The word hemp is, itself, a thoroughly “white” term. The Finns, as mentioned above: kene, gave it to the rest of the Scandinavians through the thoroughly Germanic habit of consonant-shift as hamp, or hampa. The Germans, being relocated Scandinavians, have hanf. The Dutch: hennep. The English, being dislocated Germans who were constantly ransacked by the pre-German Germans of the Vikings, acquired hemp out of it all.


'Hemp' is, therefore, nothing more than a truncated version of 'cannabis' that had undergone Grimm's Law. And it is completely, totally and irrevocably “white”.


On the other hand, the Mandarin term for the plant and most particularly its flowers is ma hua.


Thousands of Chinese people were more or less forcibly imported as laborers into the west side of the Americas in the late 19th century, right around the time that the word 'marijuana' emerged. The Chinese laborers were, in social hierarchy of the time and place, inferior to both the American whites and blacks, as well as the next-rung-down Mexicans and Tejanos, or “Texicans”, most of which spoke one version or other of the native language of Mesoamerica: Nahuatl.


It is probably not a coincidence that the Nahuatl word for “manual laborer” is, through varying degrees of mistransliteration and variable dialects, mallihuan, which morphed into mariguan. It is possibly a combination of mallicatl [field laborer] and macohuia [to hire same]. [Many will claim that the Nahuatl word, mallihuan, properly translates to “prisoner”, but the mesoamerican peoples didn't have prisons, per se, and therefore had no use for a term for a person that they didn't know who or what he was. They did capture enemies in battle who were, technically, imprisoned, if temporarily. They were ritually vivisected and were called, in Nahuatl, teomicque.]

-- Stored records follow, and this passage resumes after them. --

//! Catalog WHERE predicates, one builder per filter dimension.
//!
//! A builder returns `None` when its dimension is unconstrained. [`CATALOG_PREDICATES`] fixes the
//! order in which present predicates are ANDed after the collection-approved base clause.

use crate::{
	filters::{self, CatalogFilters, NftCategory, is_set},
	sql::Fragment,
};

pub(crate) const WEARABLE_ITEM_TYPES: [&str; 3] = ["wearable_v1", "wearable_v2", "smart_wearable_v1"];
pub(crate) const SMART_WEARABLE_ITEM_TYPE: &str = "smart_wearable_v1";
pub(crate) const EMOTE_ITEM_TYPE: &str = "emote_v1";

pub type PredicateFn = fn(&CatalogFilters) -> Option<Fragment>;

pub const BASE_PREDICATE: &str = "items.search_is_collection_approved = true";

pub const CATALOG_PREDICATES: [(&str, PredicateFn); 22] = [
	("category", category),
	("rarities", rarities),
	("creator", creator),
	("isSoldOut", is_sold_out),
	("isOnSale", is_on_sale),
	("isWearableHead", is_wearable_head),
	("isWearableAccessory", is_wearable_accessory),
	("wearableCategory", wearable_category),
	("wearableGenders", wearable_genders),
	("emoteCategory", emote_category),
	("emotePlayMode", emote_play_mode),
	("emoteGenders", emote_genders),
	("contractAddresses", contract_addresses),
	("minPrice", min_price),
	("maxPrice", max_price),
	("onlyListing", only_listing),
	("onlyMinting", only_minting),
	("ids", ids),
	("emoteHasSound", emote_has_sound),
	("emoteHasGeometry", emote_has_geometry),
	("urns", urns),
	("network", network),
];

/// Evaluates every builder in declaration order and keeps the present predicates.
pub fn catalog_predicates(filters: &CatalogFilters) -> Vec<(&'static str, Fragment)> {
	CATALOG_PREDICATES
		.iter()
		.filter_map(|(dimension, build)| build(filters).map(|fragment| (*dimension, fragment)))
		.collect()
}

pub(crate) fn wearable_item_types_sql() -> String {
	let quoted = WEARABLE_ITEM_TYPES.iter().map(|item_type| format!("'{item_type}'")).collect::<Vec<_>>();

	format!("({})", quoted.join(", "))
}

pub fn category(filters: &CatalogFilters) -> Option<Fragment> {
	match filters.category? {
		NftCategory::Wearable if is_set(filters.is_wearable_smart) =>
			Some(Fragment::sql(format!("items.item_type = '{SMART_WEARABLE_ITEM_TYPE}'"))),
		NftCategory::Wearable =>
			Some(Fragment::sql(format!("items.item_type IN {}", wearable_item_types_sql()))),
		NftCategory::Emote => Some(Fragment::sql(format!("items.item_type = '{EMOTE_ITEM_TYPE}'"))),
		_ => None,
	}
}

pub fn rarities(filters: &CatalogFilters) -> Option<Fragment> {
	if filters.rarities.is_empty() {
		return None;
	}

	let rarities = filters.rarities.iter().map(|rarity| rarity.as_str().to_string()).collect::<Vec<_>>();

	Some(Fragment::sql("items.rarity = ANY(").bind(rarities).text(")"))
}

pub fn creator(filters: &CatalogFilters) -> Option<Fragment> {
	match filters.creator.as_ref()?.values() {
		[] => None,
		[one] => Some(Fragment::sql("items.creator = ").bind(one.as_str())),
		many => Some(Fragment::sql("items.creator = ANY(").bind(many.to_vec()).text(")")),
	}
}

pub fn is_sold_out(filters: &CatalogFilters) -> Option<Fragment> {
	is_set(filters.is_sold_out).then(|| Fragment::sql("items.available = 0"))
}

pub fn is_on_sale(filters: &CatalogFilters) -> Option<Fragment> {
	let sql = match filters.is_on_sale? {
		true =>
			"((items.search_is_store_minter = true AND items.available > 0) OR nfts_with_orders.listings_count IS NOT NULL)",
		false =>
			"((items.search_is_store_minter = false OR items.available = 0) AND nfts_with_orders.listings_count IS NULL)",
	};

	Some(Fragment::sql(sql))
}

pub fn is_wearable_head(filters: &CatalogFilters) -> Option<Fragment> {
	is_set(filters.is_wearable_head).then(|| Fragment::sql("items.search_is_wearable_head = true"))
}

pub fn is_wearable_accessory(filters: &CatalogFilters) -> Option<Fragment> {
	is_set(filters.is_wearable_accessory)
		.then(|| Fragment::sql("items.search_is_wearable_accessory = true"))
}

pub fn wearable_category(filters: &CatalogFilters) -> Option<Fragment> {
	let category = filters.wearable_category?;

	Some(Fragment::sql("metadata_wearable.category = ").bind(category.as_str()))
}

pub fn wearable_genders(filters: &CatalogFilters) -> Option<Fragment> {
	body_shapes_predicate("items.search_wearable_body_shapes", &filters.wearable_genders)
}

pub fn emote_category(filters: &CatalogFilters) -> Option<Fragment> {
	let category = filters.emote_category?;

	Some(Fragment::sql("metadata_emote.category = ").bind(category.as_str()))
}

pub fn emote_play_mode(filters: &CatalogFilters) -> Option<Fragment> {
	let is_loop = filters::single_play_mode(&filters.emote_play_mode)?;

	Some(Fragment::sql("metadata_emote.loop = ").bind(is_loop))
}

pub fn emote_genders(filters: &CatalogFilters) -> Option<Fragment> {
	body_shapes_predicate("items.search_emote_body_shapes", &filters.emote_genders)
}

pub fn contract_addresses(filters: &CatalogFilters) -> Option<Fragment> {
	if filters.contract_addresses.is_empty() {
		return None;
	}

	Some(Fragment::sql("items.collection_id = ANY(").bind(filters.contract_addresses.clone()).text(")"))
}

/// Matches either regime: secondary-market orders at or above the bound, or a store mint at or
/// above the bound while stock remains.
pub fn min_price(filters: &CatalogFilters) -> Option<Fragment> {
	let min = filters.min_price.as_deref()?;

	Some(
		Fragment::sql("(nfts_with_orders.min_price >= ")
			.bind(min)
			.text("::numeric OR (items.price >= ")
			.bind(min)
			.text("::numeric AND items.available > 0 AND items.search_is_store_minter = true))"),
	)
}

pub fn max_price(filters: &CatalogFilters) -> Option<Fragment> {
	let max = filters.max_price.as_deref()?;

	Some(
		Fragment::sql("(nfts_with_orders.max_price <= ")
			.bind(max)
			.text("::numeric OR (items.price <= ")
			.bind(max)
			.text("::numeric AND items.available > 0 AND items.search_is_store_minter = true))"),
	)
}

pub fn only_listing(filters: &CatalogFilters) -> Option<Fragment> {
	is_set(filters.only_listing).then(|| {
		Fragment::sql(
			"(items.search_is_store_minter = false OR (items.search_is_store_minter = true AND items.available = 0)) AND nfts_with_orders.listings_count > 0",
		)
	})
}

pub fn only_minting(filters: &CatalogFilters) -> Option<Fragment> {
	is_set(filters.only_minting)
		.then(|| Fragment::sql("items.search_is_store_minter = true AND items.available > 0"))
}

pub fn ids(filters: &CatalogFilters) -> Option<Fragment> {
	if filters.ids.is_empty() {
		return None;
	}

	Some(Fragment::sql("items.id = ANY(").bind(filters.ids.clone()).text(")"))
}

pub fn emote_has_sound(filters: &CatalogFilters) -> Option<Fragment> {
	is_set(filters.emote_has_sound).then(|| Fragment::sql("items.search_emote_has_sound = true"))
}

pub fn emote_has_geometry(filters: &CatalogFilters) -> Option<Fragment> {
	is_set(filters.emote_has_geometry)
		.then(|| Fragment::sql("items.search_emote_has_geometry = true"))
}

pub fn urns(filters: &CatalogFilters) -> Option<Fragment> {
	if filters.urns.is_empty() {
		return None;
	}

	Some(Fragment::sql("items.urn = ANY(").bind(filters.urns.clone()).text(")"))
}

pub fn network(filters: &CatalogFilters) -> Option<Fragment> {
	let network = filters.network?;

	Some(Fragment::sql("items.network = ANY(").bind(network.db_networks()).text(")"))
}

pub(crate) fn body_shapes_predicate(
	column: &str,
	genders: &[filters::GenderFilterOption],
) -> Option<Fragment> {
	let shapes = filters::body_shapes(genders);

	if shapes.is_empty() {
		return None;
	}

	Some(Fragment::sql(format!("{column} @> (")).bind(shapes).text(")"))
}

#[cfg(test)]
mod tests {
	use super::*;
	use crate::{
		filters::{Creator, EmotePlayMode, GenderFilterOption, Rarity, WearableCategory},
		sql::SqlParam,
	};

	fn only_params(fragment: &Fragment) -> Vec<SqlParam> {
		fragment.params().cloned().collect()
	}

	#[test]
	fn empty_filters_produce_no_predicates() {
		assert!(catalog_predicates(&CatalogFilters::default()).is_empty());
	}

	#[test]
	fn wearable_category_lists_every_wearable_type() {
		let filters =
			CatalogFilters { category: Some(NftCategory::Wearable), ..Default::default() };
		let fragment = category(&filters).expect("Expected a category predicate.");

		assert_eq!(
			fragment.render(),
			"items.item_type IN ('wearable_v1', 'wearable_v2', 'smart_wearable_v1')"
		);
		assert_eq!(fragment.param_count(), 0);
	}

	#[test]
	fn smart_wearable_narrows_the_category() {
		let filters = CatalogFilters {
			category: Some(NftCategory::Wearable),
			is_wearable_smart: Some(true),
			..Default::default()
		};

		assert_eq!(
			category(&filters).map(|fragment| fragment.render()),
			Some("items.item_type = 'smart_wearable_v1'".to_string())
		);
	}

	#[test]
	fn land_category_has_no_item_predicate() {
		let filters = CatalogFilters { category: Some(NftCategory::Land), ..Default::default() };

		assert!(category(&filters).is_none());
	}

	#[test]
	fn rarities_bind_a_text_array() {
		let filters =
			CatalogFilters { rarities: vec![Rarity::Rare, Rarity::Mythic], ..Default::default() };
		let fragment = rarities(&filters).expect("Expected a rarity predicate.");

		assert_eq!(fragment.render(), "items.rarity = ANY($1)");
		assert_eq!(
			only_params(&fragment),
			vec![SqlParam::TextArray(vec!["rare".to_string(), "mythic".to_string()])]
		);
	}

	#[test]
	fn single_creator_uses_equality() {
		let filters =
			CatalogFilters { creator: Some(Creator::One("0xabc".to_string())), ..Default::default() };
		let fragment = creator(&filters).expect("Expected a creator predicate.");

		assert_eq!(fragment.render(), "items.creator = $1");
		assert_eq!(only_params(&fragment), vec![SqlParam::Text("0xabc".to_string())]);
	}

	#[test]
	fn single_element_creator_list_uses_equality() {
		let filters = CatalogFilters {
			creator: Some(Creator::Many(vec!["0xabc".to_string()])),
			..Default::default()
		};

		assert_eq!(
			creator(&filters).map(|fragment| fragment.render()),
			Some("items.creator = $1".to_string())
		);
	}

	#[test]
	fn many_creators_use_set_membership() {
		let filters = CatalogFilters {
			creator: Some(Creator::Many(vec!["0xa".to_string(), "0xb".to_string()])),
			..Default::default()
		};
		let fragment = creator(&filters).expect("Expected a creator predicate.");

		assert_eq!(fragment.render(), "items.creator = ANY($1)");
		assert_eq!(
			only_params(&fragment),
			vec![SqlParam::TextArray(vec!["0xa".to_string(), "0xb".to_string()])]
		);
	}

	#[test]
	fn on_sale_is_tri_state() {
		let on_sale = CatalogFilters { is_on_sale: Some(true), ..Default::default() };
		let not_on_sale = CatalogFilters { is_on_sale: Some(false), ..Default::default() };

		assert!(
			is_on_sale(&on_sale)
				.expect("Expected an on-sale predicate.")
				.render()
				.contains("listings_count IS NOT NULL")
		);
		assert!(
			is_on_sale(&not_on_sale)
				.expect("Expected a not-on-sale predicate.")
				.render()
				.contains("listings_count IS NULL")
		);
		assert!(is_on_sale(&CatalogFilters::default()).is_none());
	}

	#[test]
	fn false_flags_do_not_constrain() {
		let filters = CatalogFilters {
			is_sold_out: Some(false),
			is_wearable_head: Some(false),
			emote_has_sound: Some(false),
			..Default::default()
		};

		assert!(catalog_predicates(&filters).is_empty());
	}

	#[test]
	fn female_gender_contains_only_base_female() {
		let filters = CatalogFilters {
			wearable_genders: vec![GenderFilterOption::Female],
			..Default::default()
		};
		let fragment = wearable_genders(&filters).expect("Expected a gender predicate.");

		assert_eq!(fragment.render(), "items.search_wearable_body_shapes @> ($1)");
		assert_eq!(
			only_params(&fragment),
			vec![SqlParam::TextArray(vec!["BaseFemale".to_string()])]
		);
	}

	#[test]
	fn both_genders_contain_both_body_shapes() {
		let filters = CatalogFilters {
			wearable_genders: vec![GenderFilterOption::Male, GenderFilterOption::Female],
			..Default::default()
		};
		let fragment = wearable_genders(&filters).expect("Expected a gender predicate.");

		assert_eq!(
			only_params(&fragment),
			vec![SqlParam::TextArray(vec!["BaseMale".to_string(), "BaseFemale".to_string()])]
		);
	}

	#[test]
	fn min_price_binds_the_bound_once_per_branch() {
		let filters = CatalogFilters { min_price: Some("100".to_string()), ..Default::default() };
		let fragment = min_price(&filters).expect("Expected a min price predicate.");

		assert_eq!(
			fragment.render(),
			"(nfts_with_orders.min_price >= $1::numeric OR (items.price >= $2::numeric AND items.available > 0 AND items.search_is_store_minter = true))"
		);
		assert_eq!(
			only_params(&fragment),
			vec![SqlParam::Text("100".to_string()), SqlParam::Text("100".to_string())]
		);
		assert!(max_price(&filters).is_none());
	}

	#[test]
	fn emote_play_mode_binds_loop_flag() {
		let filters =
			CatalogFilters { emote_play_mode: vec![EmotePlayMode::Once], ..Default::default() };
		let fragment = emote_play_mode(&filters).expect("Expected a play mode predicate.");

		assert_eq!(fragment.render(), "metadata_emote.loop = $1");
		assert_eq!(only_params(&fragment), vec![SqlParam::Bool(false)]);

		let both = CatalogFilters {
			emote_play_mode: vec![EmotePlayMode::Loop, EmotePlayMode::Once],
			..Default::default()
		};

		assert!(emote_play_mode(&both).is_none());
	}

	#[test]
	fn wearable_category_is_bound_not_inlined() {
		let filters = CatalogFilters {
			wearable_category: Some(WearableCategory::UpperBody),
			..Default::default()
		};
		let fragment = wearable_category(&filters).expect("Expected a wearable category predicate.");

		assert_eq!(fragment.render(), "metadata_wearable.category = $1");
		assert_eq!(only_params(&fragment), vec![SqlParam::Text("upper_body".to_string())]);
	}

	#[test]
	fn predicates_follow_declaration_order() {
		let filters = CatalogFilters {
			urns: vec!["urn:a".to_string()],
			category: Some(NftCategory::Emote),
			is_on_sale: Some(true),
			..Default::default()
		};
		let dimensions =
			catalog_predicates(&filters).into_iter().map(|(dimension, _)| dimension).collect::<Vec<_>>();

		assert_eq!(dimensions, vec!["category", "isOnSale", "urns"]);
	}
}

Does it really take a rocket scientist to infer the American mishearing of ma hua in close proximity to the mariguan who called it that, thus invented the pseudo-'spanic 'marijuana' out of it all? “Maria Juana” and “Mary Jane” become nothing more than uncleverly coincidental homophonic back-formations.


In order for a term to be racist it must, at a minimum, specifically mock a race. According to the wokesters, only “minorities” [as conceptualized in “the West”] are capable of being racistly mocked. 'Marijuana' as derived from the mariguan's ma hua only mocks the white westerners who couldn't comprehend what they were hearing out of the mouths of the one-degree inferior Mexicans and the Nth-degree inferior Coolie laborers.


If 'marijuana' is indeed racist, it is not racist toward those whom it is stylish to virtue signal on behalf of. It would only be racist to white Americans, and for the purpose of pointing out their cultural pseudo-superiority. “What a bunch of rubes!! They hear ma hua and they pronounce it mari-wanna!! Hahahahahaha!!”


What the wokesters demand be used in the place of 'marijuana'...? 'Cannabis'. A whiter term could not be found.


'Marijuana', as a word, is derived of an ethnic language. Two, actually. Granted, it is derived of a wholly misinterpreted hearing of those ethnic languages, but derived it nonetheless is. At best it becomes a white bastardization of a white misinterpretation of ethnic sources. There's nothing racist – in contemporary usage of the term “racist” – about it. It is a very tepid, bland and [if you'll pardon the white-washing] vanilla example of cultural appropriation.


In the end, I've learned a lot in this research exercise. I've learned much specific etymology. But more to my personal dilemma, I've learned that the pseudo-pious still insist on saving the world from goblins invented completely in the minds of the pseudo-pious. And I've learned that many people are too stoned to be able to answer the questions they were asked.